La clé du séquençage d’Edman est le réactif phénylisothiocyanate (PITC), appelé réactif d’Edman. Lorsque l'extrémité N-terminale d'une protéine n'est pas bloquée, le PITC interagit facilement avec le résidu N-terminal d'un peptide à un pH alcalin, produisant ainsi un dérivé d'acide aminé phénylthiocarbamoyl. Sans détruire les liaisons peptidiques des autres résidus dans le peptide séquencé, la séquence N-terminale peut être déterminée avec précision en retirant et en identifiant l'acide aminé N-terminal marqué. Lorsque l'extrémité N-terminale d'une protéine est cyclisée et bloquée, le groupe -amino à l'extrémité N-terminale est modifié (-amino acétylation, méthylation, pyroglutamate, etc.), entraînant un manque de groupes -amino libres à l'extrémité N-. terminus, ce qui entraîne l'incapacité du PITC à se lier réellement à la protéine et rend finalement impossible le déroulement direct de la réaction de dégradation d'Edman. Par conséquent, le séquençage d’Edman présente certaines limites.

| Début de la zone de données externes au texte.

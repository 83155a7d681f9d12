//! Turns typed lines into game commands.

use dungeon::MoveDirection;
use error::GameError;
use hero::InventoryAction;

use crate::encounter::CombatAction;

#[derive(Debug, Clone, Copy, PartialEq, Eq)]
pub enum Command {
    Move(MoveDirection),
    /// `OpenInventory` only shows the bag, so it is accepted outside fights too
    Combat(CombatAction),
    Inventory(InventoryAction),
    /// Answer to a weapon or loot offer
    Decide(bool),
    Save,
    Help,
    Quit,
}

/// Parse one line of player input
///
/// Inventory entries take a 1-based index, e.g. `m 2` uses the second medkit.
pub fn parse_command(line: &str) -> Result<Command, GameError> {
    let mut words = line.split_whitespace();
    let Some(head) = words.next() else {
        return Err(GameError::InputError("empty command".into()));
    };
    let head = head.to_ascii_lowercase();

    let command = match head.as_str() {
        "w" | "up" => Command::Move(MoveDirection::Up),
        "s" | "down" => Command::Move(MoveDirection::Down),
        "a" | "left" => Command::Move(MoveDirection::Left),
        "d" | "right" => Command::Move(MoveDirection::Right),
        "f" | "attack" => Command::Combat(CombatAction::Attack),
        "i" | "inventory" => Command::Combat(CombatAction::OpenInventory),
        "m" | "medkit" => Command::Inventory(InventoryAction::UseMedkit(index(words.next())?)),
        "r" | "rage" => Command::Inventory(InventoryAction::UseRage(index(words.next())?)),
        "c" | "accuracy" => Command::Inventory(InventoryAction::UseAccuracy(index(words.next())?)),
        "la" | "arrows" => Command::Inventory(InventoryAction::LoadArrows),
        "lb" | "bullets" => Command::Inventory(InventoryAction::LoadBullets),
        "y" | "yes" => Command::Decide(true),
        "n" | "no" => Command::Decide(false),
        "save" => Command::Save,
        "h" | "help" | "?" => Command::Help,
        "q" | "quit" | "exit" => Command::Quit,
        other => return Err(GameError::InputError(format!("unknown command `{other}`"))),
    };
    Ok(command)
}

fn index(word: Option<&str>) -> Result<usize, GameError> {
    let Some(word) = word else {
        return Ok(0);
    };
    match word.parse::<usize>() {
        Ok(n) if n >= 1 => Ok(n - 1),
        _ => Err(GameError::InputError(format!("`{word}` is not a slot number"))),
    }
}

pub const HELP: &str = "\
Moving:     w/a/s/d (or up/left/down/right)
Fighting:   f to attack, i to look in the bag
Bag:        m N (medkit), r N (rage), c N (accuracy), la / lb to load arrows / bullets
Decisions:  y / n
Other:      save, help, quit";
//! One fight between the hero and a single enemy.
//!
//! A round is driven in two calls: [`Encounter::begin_round`] runs the enemy's
//! pre-turn hook, then [`Encounter::attack`] resolves the exchange, weapon
//! wear and the end-of-round status tick. Bonuses can be used in between
//! without ending the round.

use combat::{Combat, Combatant, Enemy, EnemyKind, PreTurn, StatusTick};
use dice::Dice;
use error::GameError;
use hero::{Hero, InventoryAction};
use items::{BonusOutcome, Weapon};
use serde::{Deserialize, Serialize};

/// How an encounter ended
#[derive(Debug, Clone, Copy, PartialEq, Eq, Serialize, Deserialize)]
pub enum Outcome {
    Victory,
    Defeat,
    Fled,
}

#[derive(Debug, Clone, Copy, PartialEq, Eq, Serialize, Deserialize)]
pub enum EncounterState {
    AwaitingPreTurn,
    AwaitingPlayerAction,
    Resolved(Outcome),
}

impl EncounterState {
    fn label(self) -> &'static str {
        match self {
            EncounterState::AwaitingPreTurn => "waiting for the enemy",
            EncounterState::AwaitingPlayerAction => "waiting for the player",
            EncounterState::Resolved(_) => "the fight is over",
        }
    }
}

/// What the player picked on their turn
#[derive(Debug, Clone, Copy, PartialEq, Eq, Serialize, Deserialize)]
pub enum CombatAction {
    Attack,
    OpenInventory,
}

/// Take the weapon a defeated skeleton left behind?
#[derive(Debug, Clone, Copy, PartialEq, Eq, Serialize, Deserialize)]
pub struct LootSwapDecision(pub bool);

/// Result of the enemy's pre-turn hook
#[derive(Debug, Clone, PartialEq)]
pub struct RoundStart {
    pub round: u32,
    pub pre_turn: PreTurn,
    pub logs: Vec<String>,
    pub outcome: Option<Outcome>,
}

/// Everything one attack changed
#[derive(Debug, Clone, Default, PartialEq)]
pub struct Exchange {
    pub dealt: f32,
    pub taken: f32,
    pub ticks: Vec<StatusTick>,
    /// The hero's weapon ran dry and was swapped for the fist
    pub hero_weapon_lost: Option<Weapon>,
    /// Same for a skeleton's weapon
    pub enemy_weapon_lost: Option<Weapon>,
    pub coins: u32,
    /// Weapon offered as a swap after a victory
    pub loot: Option<Weapon>,
    pub outcome: Option<Outcome>,
    pub logs: Vec<String>,
}

/// Plain view of the engaged enemy
#[derive(Debug, Clone, PartialEq, Serialize, Deserialize)]
pub struct EncounterSnapshot {
    pub kind: EnemyKind,
    pub lvl: u32,
    pub hp: f32,
    pub max_hp: f32,
    pub weapon: Option<String>,
    pub round: u32,
    pub state: EncounterState,
}

#[derive(Debug, Clone, PartialEq)]
pub struct Encounter {
    enemy: Enemy,
    state: EncounterState,
    round: u32,
    loot: Option<Weapon>,
}

impl Encounter {
    pub fn new(enemy: Enemy, hero: &mut Hero) -> Self {
        hero.fight = true;
        tracing::info!(enemy = enemy.name(), lvl = enemy.lvl, "encounter started");
        Self {
            enemy,
            state: EncounterState::AwaitingPreTurn,
            round: 1,
            loot: None,
        }
    }

    pub fn enemy(&self) -> &Enemy {
        &self.enemy
    }

    pub fn state(&self) -> EncounterState {
        self.state
    }

    pub fn round(&self) -> u32 {
        self.round
    }

    pub fn outcome(&self) -> Option<Outcome> {
        match self.state {
            EncounterState::Resolved(outcome) => Some(outcome),
            _ => None,
        }
    }

    pub fn is_over(&self) -> bool {
        self.outcome().is_some()
    }

    /// Loot still waiting for the player's decision
    pub fn pending_loot(&self) -> Option<&Weapon> {
        self.loot.as_ref()
    }

    fn expect_state(&self, wanted: EncounterState, action: &'static str) -> Result<(), GameError> {
        if self.state == wanted {
            Ok(())
        } else {
            Err(GameError::WrongPhase {
                action,
                phase: self.state.label(),
            })
        }
    }

    fn resolve(&mut self, hero: &mut Hero, outcome: Outcome) {
        self.state = EncounterState::Resolved(outcome);
        hero.fight = false;
        tracing::info!(
            enemy = self.enemy.name(),
            rounds = self.round,
            ?outcome,
            "encounter resolved"
        );
    }

    /// Step 1 of a round: the enemy's pre-turn hook
    pub fn begin_round(
        &mut self,
        hero: &mut Hero,
        dice: &mut dyn Dice,
    ) -> Result<RoundStart, GameError> {
        self.expect_state(EncounterState::AwaitingPreTurn, "start a round")?;

        let pre_turn = self.enemy.before_turn(&mut hero.effects, dice);
        let mut logs = Vec::new();
        let mut outcome = None;

        match &pre_turn {
            PreTurn::Idle => {}
            PreTurn::Fled => {
                logs.push(format!("The {} flees!", self.enemy.name()));
                self.resolve(hero, Outcome::Fled);
                outcome = Some(Outcome::Fled);
            }
            PreTurn::Inflicted {
                kind,
                turns,
                damage_per_turn,
            } => {
                logs.push(format!(
                    "The {} inflicts {kind} on you ({damage_per_turn} damage for {turns} turns)",
                    self.enemy.name()
                ));
            }
            PreTurn::Summoned(_) => {
                logs.push(format!("The {} calls for help!", self.enemy.name()));
            }
        }

        if outcome.is_none() {
            self.state = EncounterState::AwaitingPlayerAction;
        }

        Ok(RoundStart {
            round: self.round,
            pre_turn,
            logs,
            outcome,
        })
    }

    /// Use something from the bag; the round does not advance
    pub fn use_bonus(
        &mut self,
        hero: &mut Hero,
        action: InventoryAction,
    ) -> Result<BonusOutcome, GameError> {
        self.expect_state(EncounterState::AwaitingPlayerAction, "use an item")?;
        let outcome = hero.use_inventory(action)?;
        tracing::debug!(%outcome, "bonus used in combat");
        Ok(outcome)
    }

    /// The player's attack, the enemy's reply, weapon wear, then status ticks
    pub fn attack(&mut self, hero: &mut Hero, dice: &mut dyn Dice) -> Result<Exchange, GameError> {
        self.expect_state(EncounterState::AwaitingPlayerAction, "attack")?;

        let result = Combat::engage(hero, &mut self.enemy, dice);
        let mut exchange = Exchange {
            dealt: result.dealt,
            taken: result.taken,
            logs: result.logs,
            ..Exchange::default()
        };

        if result.attacker_died {
            self.resolve(hero, Outcome::Defeat);
            exchange.outcome = Some(Outcome::Defeat);
            return Ok(exchange);
        }

        exchange.hero_weapon_lost = hero.ensure_weapon();
        if let Some(lost) = &exchange.hero_weapon_lost {
            exchange
                .logs
                .push(format!("Your {} is spent; you fight bare-handed", lost.name));
        }

        if result.defeated {
            exchange.coins = self.enemy.reward_coins;
            hero.coins += exchange.coins;
            exchange
                .logs
                .push(format!("You earn {} coins", exchange.coins));

            if let Some(loot) = self.enemy.drop_loot() {
                exchange
                    .logs
                    .push(format!("The {} dropped a {loot}", self.enemy.name()));
                exchange.loot = Some(loot.clone());
                self.loot = Some(loot);
            }

            self.resolve(hero, Outcome::Victory);
            exchange.outcome = Some(Outcome::Victory);
            return Ok(exchange);
        }

        exchange.enemy_weapon_lost = self.enemy.ensure_weapon();
        if let Some(lost) = &exchange.enemy_weapon_lost {
            exchange.logs.push(format!(
                "The {}'s {} is spent",
                self.enemy.name(),
                lost.name
            ));
        }

        exchange.ticks = hero.tick_effects();
        for tick in &exchange.ticks {
            exchange.logs.push(format!(
                "You suffer {} {} damage ({} turns left)",
                tick.damage, tick.kind, tick.turns_left
            ));
        }

        if !hero.is_alive() {
            exchange.logs.push(format!("{} succumbed", hero.name));
            self.resolve(hero, Outcome::Defeat);
            exchange.outcome = Some(Outcome::Defeat);
            return Ok(exchange);
        }

        self.round += 1;
        self.state = EncounterState::AwaitingPreTurn;
        Ok(exchange)
    }

    /// Settle the loot offer; returns the hero's old weapon if one was swapped out
    pub fn resolve_loot(
        &mut self,
        hero: &mut Hero,
        decision: LootSwapDecision,
    ) -> Result<Option<Weapon>, GameError> {
        let Some(loot) = self.loot.take() else {
            return Err(GameError::WrongPhase {
                action: "take loot",
                phase: "nothing was dropped",
            });
        };

        if decision.0 {
            Ok(hero.equip(loot))
        } else {
            tracing::debug!(weapon = %loot, "loot declined");
            Ok(None)
        }
    }

    pub fn snapshot(&self) -> EncounterSnapshot {
        EncounterSnapshot {
            kind: self.enemy.kind,
            lvl: self.enemy.lvl,
            hp: self.enemy.hp(),
            max_hp: self.enemy.max_hp(),
            weapon: self.enemy.weapon.as_ref().map(|w| w.name.clone()),
            round: self.round,
            state: self.state,
        }
    }
}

Si l'extrémité N-terminale a été modifiée chimiquement ou si des acides aminés non - - sont rencontrés, le séquençage de dégradation d'Edman ne peut pas être utilisé. Pour le blocage N-terminal, les échantillons qui répondent aux exigences peuvent être sélectionnés en fonction de la situation spécifique (50 % des protéines naturelles N-terminales ont été modifiées dans la nature, et les modifications courantes incluent l'acétylation, la méthylation, le pyroglutamate, etc.) ; si l'extrémité N-terminale est bloquée en raison de la réaction de détergents ou de produits chimiques dans la solution avec les groupes fonctionnels de l'extrémité N-terminale de l'échantillon de protéine, ou si la valeur du pH du solvant utilisé pour la séparation et la purification est trop élevée, sélectionnez l'option l'enzyme correspondante pour éliminer la modification de l'extrémité N-terminale de la protéine, ou utiliser la spectrométrie de masse pour identifier la modification de l'extrémité N-terminale ; si la modification qui provoque le blocage N de la protéine est connue, la protéase correspondante peut être utilisée pour supprimer la modification de l'extrémité N-terminale, puis la réaction de dégradation d'Edman peut être utilisée pour le séquençage.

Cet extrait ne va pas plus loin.